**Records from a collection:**
[Start of Attachment]

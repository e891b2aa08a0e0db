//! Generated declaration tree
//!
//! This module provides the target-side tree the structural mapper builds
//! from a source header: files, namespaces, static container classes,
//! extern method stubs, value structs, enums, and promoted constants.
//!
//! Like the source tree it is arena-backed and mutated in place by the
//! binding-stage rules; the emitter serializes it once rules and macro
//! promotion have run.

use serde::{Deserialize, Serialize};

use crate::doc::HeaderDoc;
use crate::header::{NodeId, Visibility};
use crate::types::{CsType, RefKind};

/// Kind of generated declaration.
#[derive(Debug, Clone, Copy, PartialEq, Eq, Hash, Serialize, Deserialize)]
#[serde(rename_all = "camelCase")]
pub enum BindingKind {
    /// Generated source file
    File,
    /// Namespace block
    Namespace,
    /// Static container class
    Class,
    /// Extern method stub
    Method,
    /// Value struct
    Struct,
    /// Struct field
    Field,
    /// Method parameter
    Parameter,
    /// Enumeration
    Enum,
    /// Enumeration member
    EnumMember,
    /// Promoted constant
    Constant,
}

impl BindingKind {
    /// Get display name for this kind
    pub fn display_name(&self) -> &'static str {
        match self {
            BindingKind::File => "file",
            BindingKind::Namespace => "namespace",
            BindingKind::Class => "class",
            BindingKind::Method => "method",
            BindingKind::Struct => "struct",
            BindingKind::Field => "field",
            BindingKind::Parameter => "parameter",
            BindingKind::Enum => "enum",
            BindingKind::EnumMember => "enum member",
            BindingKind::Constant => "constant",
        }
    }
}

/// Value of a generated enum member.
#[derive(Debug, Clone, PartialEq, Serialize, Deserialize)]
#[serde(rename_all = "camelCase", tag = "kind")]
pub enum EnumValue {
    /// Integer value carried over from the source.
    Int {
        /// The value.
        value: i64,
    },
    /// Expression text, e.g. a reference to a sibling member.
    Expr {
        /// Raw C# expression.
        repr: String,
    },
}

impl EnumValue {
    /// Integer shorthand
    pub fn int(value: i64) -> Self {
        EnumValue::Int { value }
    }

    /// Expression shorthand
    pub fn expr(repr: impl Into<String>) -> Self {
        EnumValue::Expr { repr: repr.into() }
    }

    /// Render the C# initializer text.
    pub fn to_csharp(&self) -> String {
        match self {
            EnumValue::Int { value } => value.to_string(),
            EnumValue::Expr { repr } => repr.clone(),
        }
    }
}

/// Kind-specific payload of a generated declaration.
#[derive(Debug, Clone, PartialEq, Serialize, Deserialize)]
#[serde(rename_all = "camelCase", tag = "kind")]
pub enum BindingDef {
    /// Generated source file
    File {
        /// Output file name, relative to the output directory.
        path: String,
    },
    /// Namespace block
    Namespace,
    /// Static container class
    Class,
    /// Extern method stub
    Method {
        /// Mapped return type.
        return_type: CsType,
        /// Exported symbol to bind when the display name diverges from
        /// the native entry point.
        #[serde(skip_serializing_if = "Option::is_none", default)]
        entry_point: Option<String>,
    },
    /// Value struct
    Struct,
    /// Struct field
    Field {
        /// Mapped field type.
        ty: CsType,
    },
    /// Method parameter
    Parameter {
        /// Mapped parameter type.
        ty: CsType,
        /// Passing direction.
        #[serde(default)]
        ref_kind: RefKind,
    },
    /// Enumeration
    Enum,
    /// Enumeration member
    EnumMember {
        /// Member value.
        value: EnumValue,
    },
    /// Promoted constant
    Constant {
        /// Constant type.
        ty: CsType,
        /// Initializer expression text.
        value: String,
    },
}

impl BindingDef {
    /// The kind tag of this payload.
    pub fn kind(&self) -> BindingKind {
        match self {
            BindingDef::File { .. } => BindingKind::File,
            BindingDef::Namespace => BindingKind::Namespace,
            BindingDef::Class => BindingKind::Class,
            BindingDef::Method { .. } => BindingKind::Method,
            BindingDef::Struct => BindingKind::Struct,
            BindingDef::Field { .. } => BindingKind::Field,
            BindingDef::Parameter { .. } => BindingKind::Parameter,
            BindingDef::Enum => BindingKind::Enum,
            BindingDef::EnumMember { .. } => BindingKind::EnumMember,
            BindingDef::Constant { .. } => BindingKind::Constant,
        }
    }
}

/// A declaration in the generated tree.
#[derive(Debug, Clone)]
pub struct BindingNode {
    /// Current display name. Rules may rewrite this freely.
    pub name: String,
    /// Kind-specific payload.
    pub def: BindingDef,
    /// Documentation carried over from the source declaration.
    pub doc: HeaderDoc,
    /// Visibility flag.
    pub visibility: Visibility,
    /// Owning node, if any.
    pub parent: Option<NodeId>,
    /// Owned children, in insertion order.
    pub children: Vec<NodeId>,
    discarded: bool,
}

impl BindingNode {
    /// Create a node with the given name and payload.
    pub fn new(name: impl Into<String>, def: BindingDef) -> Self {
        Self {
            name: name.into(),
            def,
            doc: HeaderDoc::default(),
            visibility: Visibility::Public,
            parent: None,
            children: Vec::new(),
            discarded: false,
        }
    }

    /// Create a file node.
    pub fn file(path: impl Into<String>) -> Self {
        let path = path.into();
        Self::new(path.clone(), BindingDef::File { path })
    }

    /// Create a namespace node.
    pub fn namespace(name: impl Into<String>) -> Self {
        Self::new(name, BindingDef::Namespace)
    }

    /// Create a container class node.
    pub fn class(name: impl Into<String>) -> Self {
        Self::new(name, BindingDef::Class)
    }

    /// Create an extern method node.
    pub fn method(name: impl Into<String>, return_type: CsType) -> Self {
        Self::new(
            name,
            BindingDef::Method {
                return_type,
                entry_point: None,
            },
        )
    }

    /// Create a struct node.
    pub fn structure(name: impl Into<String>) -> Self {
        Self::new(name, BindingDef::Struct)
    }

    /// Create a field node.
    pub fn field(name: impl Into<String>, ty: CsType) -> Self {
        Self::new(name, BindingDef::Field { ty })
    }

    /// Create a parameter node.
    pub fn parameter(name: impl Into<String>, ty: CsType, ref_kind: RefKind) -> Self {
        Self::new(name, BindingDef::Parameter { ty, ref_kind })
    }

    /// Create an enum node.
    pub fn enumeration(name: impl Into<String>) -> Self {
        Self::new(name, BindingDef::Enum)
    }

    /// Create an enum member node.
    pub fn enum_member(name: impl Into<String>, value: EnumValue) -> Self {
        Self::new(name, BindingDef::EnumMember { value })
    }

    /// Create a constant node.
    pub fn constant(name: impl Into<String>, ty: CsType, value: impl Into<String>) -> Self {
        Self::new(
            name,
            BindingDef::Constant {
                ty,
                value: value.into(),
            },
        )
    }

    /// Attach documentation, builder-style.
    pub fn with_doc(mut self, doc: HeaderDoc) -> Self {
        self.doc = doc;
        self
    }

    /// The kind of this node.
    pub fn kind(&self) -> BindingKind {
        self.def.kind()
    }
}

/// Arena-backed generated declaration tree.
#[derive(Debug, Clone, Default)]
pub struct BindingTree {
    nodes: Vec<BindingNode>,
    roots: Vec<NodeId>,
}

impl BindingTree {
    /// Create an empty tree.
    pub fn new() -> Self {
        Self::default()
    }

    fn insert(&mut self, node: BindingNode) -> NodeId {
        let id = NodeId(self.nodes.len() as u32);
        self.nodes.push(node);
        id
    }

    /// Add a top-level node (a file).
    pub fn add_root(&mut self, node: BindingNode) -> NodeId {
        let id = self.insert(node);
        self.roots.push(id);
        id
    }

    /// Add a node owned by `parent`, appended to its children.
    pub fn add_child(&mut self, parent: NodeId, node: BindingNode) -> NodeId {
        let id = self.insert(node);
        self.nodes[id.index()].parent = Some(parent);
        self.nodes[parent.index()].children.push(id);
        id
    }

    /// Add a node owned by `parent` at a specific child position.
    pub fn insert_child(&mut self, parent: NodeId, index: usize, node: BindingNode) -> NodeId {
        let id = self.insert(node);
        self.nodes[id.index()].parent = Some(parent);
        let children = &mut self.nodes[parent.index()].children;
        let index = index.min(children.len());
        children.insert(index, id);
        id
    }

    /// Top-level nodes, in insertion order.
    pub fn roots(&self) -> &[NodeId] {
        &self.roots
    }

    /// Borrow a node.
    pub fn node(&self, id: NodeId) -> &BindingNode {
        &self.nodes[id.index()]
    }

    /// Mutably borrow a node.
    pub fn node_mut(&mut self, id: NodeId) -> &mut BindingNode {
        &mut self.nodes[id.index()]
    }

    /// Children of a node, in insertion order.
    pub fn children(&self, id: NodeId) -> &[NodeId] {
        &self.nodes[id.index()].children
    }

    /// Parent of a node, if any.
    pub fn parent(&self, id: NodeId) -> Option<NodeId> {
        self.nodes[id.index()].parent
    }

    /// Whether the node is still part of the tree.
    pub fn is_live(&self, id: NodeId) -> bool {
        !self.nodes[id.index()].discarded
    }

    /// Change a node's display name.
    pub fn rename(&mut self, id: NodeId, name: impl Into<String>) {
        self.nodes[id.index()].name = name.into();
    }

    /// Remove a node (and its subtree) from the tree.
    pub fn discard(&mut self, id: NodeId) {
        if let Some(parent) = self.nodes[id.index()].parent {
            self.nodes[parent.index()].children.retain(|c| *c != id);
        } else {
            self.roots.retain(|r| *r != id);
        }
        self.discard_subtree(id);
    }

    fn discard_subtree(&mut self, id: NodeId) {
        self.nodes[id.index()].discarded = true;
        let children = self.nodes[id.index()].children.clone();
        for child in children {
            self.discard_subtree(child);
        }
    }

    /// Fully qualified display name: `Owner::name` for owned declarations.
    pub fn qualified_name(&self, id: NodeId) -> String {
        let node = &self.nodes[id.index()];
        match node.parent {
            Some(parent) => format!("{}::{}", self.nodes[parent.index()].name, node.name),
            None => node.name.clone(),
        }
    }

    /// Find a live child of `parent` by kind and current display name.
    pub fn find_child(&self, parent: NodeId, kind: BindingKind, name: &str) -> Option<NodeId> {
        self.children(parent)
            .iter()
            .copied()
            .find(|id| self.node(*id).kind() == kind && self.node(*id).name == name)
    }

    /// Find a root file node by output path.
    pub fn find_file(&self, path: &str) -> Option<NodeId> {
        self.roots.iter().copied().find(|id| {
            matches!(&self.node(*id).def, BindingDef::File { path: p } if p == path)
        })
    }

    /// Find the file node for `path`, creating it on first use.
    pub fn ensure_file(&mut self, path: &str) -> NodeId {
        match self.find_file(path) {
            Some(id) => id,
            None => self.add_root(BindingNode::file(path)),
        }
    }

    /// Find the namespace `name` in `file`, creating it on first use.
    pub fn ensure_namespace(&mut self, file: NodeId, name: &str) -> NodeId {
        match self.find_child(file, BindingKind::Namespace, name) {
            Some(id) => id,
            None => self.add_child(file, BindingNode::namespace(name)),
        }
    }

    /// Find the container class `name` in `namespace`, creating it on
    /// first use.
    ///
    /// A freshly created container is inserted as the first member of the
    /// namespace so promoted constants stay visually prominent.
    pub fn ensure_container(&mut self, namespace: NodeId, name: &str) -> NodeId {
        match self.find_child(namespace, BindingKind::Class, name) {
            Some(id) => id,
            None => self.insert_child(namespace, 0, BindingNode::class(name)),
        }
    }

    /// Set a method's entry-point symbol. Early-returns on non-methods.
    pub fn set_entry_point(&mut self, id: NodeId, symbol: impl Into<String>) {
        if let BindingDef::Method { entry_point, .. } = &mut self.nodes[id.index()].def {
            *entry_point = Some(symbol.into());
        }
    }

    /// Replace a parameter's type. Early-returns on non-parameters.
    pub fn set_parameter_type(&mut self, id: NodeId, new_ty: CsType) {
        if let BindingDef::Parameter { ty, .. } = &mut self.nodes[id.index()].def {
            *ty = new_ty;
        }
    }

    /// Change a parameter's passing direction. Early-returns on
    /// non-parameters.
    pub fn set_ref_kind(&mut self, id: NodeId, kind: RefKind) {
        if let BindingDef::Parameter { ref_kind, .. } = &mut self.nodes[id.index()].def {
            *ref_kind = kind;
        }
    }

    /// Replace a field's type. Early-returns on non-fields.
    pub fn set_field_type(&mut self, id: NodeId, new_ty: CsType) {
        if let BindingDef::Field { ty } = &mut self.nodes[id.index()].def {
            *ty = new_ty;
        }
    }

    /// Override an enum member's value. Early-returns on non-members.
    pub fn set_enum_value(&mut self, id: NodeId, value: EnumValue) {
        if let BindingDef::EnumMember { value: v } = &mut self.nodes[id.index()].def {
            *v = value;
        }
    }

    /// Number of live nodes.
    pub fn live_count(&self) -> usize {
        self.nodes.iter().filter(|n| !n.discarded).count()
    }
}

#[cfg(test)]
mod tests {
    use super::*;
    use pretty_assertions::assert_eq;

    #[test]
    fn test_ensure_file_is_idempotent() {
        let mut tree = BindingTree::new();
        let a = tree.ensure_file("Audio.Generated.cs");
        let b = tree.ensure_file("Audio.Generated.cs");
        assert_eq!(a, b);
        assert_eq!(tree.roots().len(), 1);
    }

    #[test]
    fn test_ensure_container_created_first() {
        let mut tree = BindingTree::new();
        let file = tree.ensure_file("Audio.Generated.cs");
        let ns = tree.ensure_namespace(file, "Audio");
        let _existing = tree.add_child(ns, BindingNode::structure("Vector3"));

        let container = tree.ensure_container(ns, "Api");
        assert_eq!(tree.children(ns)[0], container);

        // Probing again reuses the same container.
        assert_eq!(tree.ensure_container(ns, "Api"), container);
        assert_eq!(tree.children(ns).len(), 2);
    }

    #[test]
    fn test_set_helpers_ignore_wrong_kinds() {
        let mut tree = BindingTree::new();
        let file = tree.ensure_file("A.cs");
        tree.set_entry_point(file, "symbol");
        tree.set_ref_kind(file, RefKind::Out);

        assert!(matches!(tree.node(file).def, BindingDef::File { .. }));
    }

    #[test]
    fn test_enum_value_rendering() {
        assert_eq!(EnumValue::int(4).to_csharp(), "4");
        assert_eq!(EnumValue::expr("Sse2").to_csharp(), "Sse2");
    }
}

[End of Attachment]

**TASK REQUIREMENTS:** State how many lines of the records contain the word "Replace". Give that number alone.

**EXPECTED ANSWER:** 2